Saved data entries
________
use chrono::Local;
use log::{Level, LevelFilter, Metadata, Record};
use parking_lot::Mutex;
use std::fs::OpenOptions;
use std::io::{self, Write};
use tracing_subscriber::{
    EnvFilter, Registry,
    fmt::{self, format::FmtSpan},
    layer::SubscriberExt,
    util::SubscriberInitExt,
};

struct FlowdocLogger;

static LOGGER: FlowdocLogger = FlowdocLogger;
static LOGGING_ENABLED: std::sync::LazyLock<Mutex<bool>> =
    std::sync::LazyLock::new(|| Mutex::new(false));
static LOG_FILE: std::sync::LazyLock<Mutex<Option<std::fs::File>>> =
    std::sync::LazyLock::new(|| Mutex::new(None));
static LOG_TO_STDOUT: std::sync::LazyLock<Mutex<bool>> =
    std::sync::LazyLock::new(|| Mutex::new(false));
static VERBOSE_LOGGING: std::sync::LazyLock<Mutex<bool>> =
    std::sync::LazyLock::new(|| Mutex::new(false));

/// Writer used by the tracing layer; tracing output goes to file only
#[derive(Clone)]
struct FileWriter;

impl Write for FileWriter {
    fn write(&mut self, buf: &[u8]) -> io::Result<usize> {
        if let Some(file) = LOG_FILE.lock().as_mut() {
            let _ = file.write_all(buf);
            let _ = file.flush();
        }

        Ok(buf.len())
    }

    fn flush(&mut self) -> io::Result<()> {
        if let Some(file) = LOG_FILE.lock().as_mut() {
            let _ = file.flush();
        }
        Ok(())
    }
}

impl<'a> tracing_subscriber::fmt::MakeWriter<'a> for FileWriter {
    type Writer = FileWriter;

    fn make_writer(&'a self) -> Self::Writer {
        FileWriter
    }
}

impl log::Log for FlowdocLogger {
    fn enabled(&self, metadata: &Metadata) -> bool {
        if !*LOGGING_ENABLED.lock() {
            return false;
        }

        // Always allow our own logs
        if metadata.target().starts_with("flowdoc") {
            return metadata.level() <= Level::Debug;
        }

        // Filter external library logs unless verbose logging is enabled
        let verbose_enabled = *VERBOSE_LOGGING.lock();
        if !verbose_enabled {
            let target = metadata.target();
            if target.starts_with("reqwest")
                || target.starts_with("hyper")
                || target.starts_with("h2")
                || target.starts_with("rustls")
                || target.starts_with("want")
                || target.starts_with("mio")
            {
                return false;
            }
        }

        metadata.level() <= Level::Debug
    }

    fn log(&self, record: &Record) {
        if self.enabled(record.metadata()) {
            let timestamp = Local::now().format("%Y-%m-%d %H:%M:%S%.3f");
            let message = format!(
                "{} {} [{}] - {}\n",
                timestamp,
                record.level(),
                record.target(),
                record.args()
            );

            if let Some(file) = LOG_FILE.lock().as_mut() {
                let _ = file.write_all(message.as_bytes());
                let _ = file.flush();
            }

            if *LOG_TO_STDOUT.lock() {
                print!("{message}");
            }
        }
    }

    fn flush(&self) {}
}

/// Initialize unified logging supporting both log and tracing
pub fn init() -> Result<(), Box<dyn std::error::Error>> {
    use std::sync::{Once, OnceLock};
    static INIT: Once = Once::new();
    static INIT_RESULT: OnceLock<Result<(), String>> = OnceLock::new();

    INIT.call_once(|| {
        let verbose_from_env = std::env::var("FLOWDOC_VERBOSE").is_ok()
            || std::env::var("RUST_LOG").is_ok_and(|v| v.contains("debug") || v.contains("trace"));

        if verbose_from_env {
            set_verbose_logging(true);
        }

        let env_filter = EnvFilter::try_from_default_env()
            .unwrap_or_else(|_| "flowdoc=debug,warn".into());

        let fmt_layer = fmt::Layer::new()
            .with_target(true)
            .with_level(true)
            .with_timer(fmt::time::ChronoUtc::rfc_3339())
            .with_span_events(FmtSpan::CLOSE)
            .with_writer(FileWriter);

        let tracing_result = Registry::default()
            .with(env_filter)
            .with(fmt_layer)
            .try_init();

        let log_result = log::set_logger(&LOGGER).map(|()| log::set_max_level(LevelFilter::Debug));

        let result = match (tracing_result, log_result) {
            (Ok(()), Ok(())) | (Ok(()), Err(_)) => Ok(()),
            (Err(tracing_err), Ok(())) => {
                eprintln!("Note: Using log-only logging (tracing setup failed: {tracing_err})");
                Ok(())
            }
            (Err(tracing_err), Err(log_err)) => Err(format!(
                "Failed to initialize logging: tracing={tracing_err}, log={log_err}"
            )),
        };

        let _ = INIT_RESULT.set(result);
    });

    match INIT_RESULT.get() {
        Some(Ok(())) => Ok(()),
        Some(Err(e)) => Err(e.clone().into()),
        None => Err("Initialization failed unexpectedly".into()),
    }
}

pub fn enable_logging() {
    let mut logging_enabled = LOGGING_ENABLED.lock();
    *logging_enabled = true;
}

pub fn disable_logging() {
    let mut logging_enabled = LOGGING_ENABLED.lock();
    *logging_enabled = false;
}

pub fn set_verbose_logging(enabled: bool) {
    let mut verbose_logging = VERBOSE_LOGGING.lock();
    *verbose_logging = enabled;
}

pub fn set_log_file(file_path: &str) -> std::io::Result<()> {
    let file = OpenOptions::new()
        .create(true)
        .append(true)
        .open(file_path)?;

    let mut log_file = LOG_FILE.lock();
    *log_file = Some(file);
    Ok(())
}

pub fn set_log_to_stdout(enabled: bool) {
    let mut log_to_stdout = LOG_TO_STDOUT.lock();
    *log_to_stdout = enabled;
}

#[macro_export]
macro_rules! log_debug {
    ($($arg:tt)*) => {
        log::debug!($($arg)*)
    };
}

#[macro_export]
macro_rules! log_error {
    ($($arg:tt)*) => {
        log::error!($($arg)*)
    };
}

#[macro_export]
macro_rules! log_info {
    ($($arg:tt)*) => {
        log::info!($($arg)*)
    };
}

#[macro_export]
macro_rules! log_warn {
    ($($arg:tt)*) => {
        log::warn!($($arg)*)
    };
}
________
Using the data above, return each line that includes the word "OpenOptions".

» **Solved problem**
use std::fs::OpenOptions;
    let file = OpenOptions::new()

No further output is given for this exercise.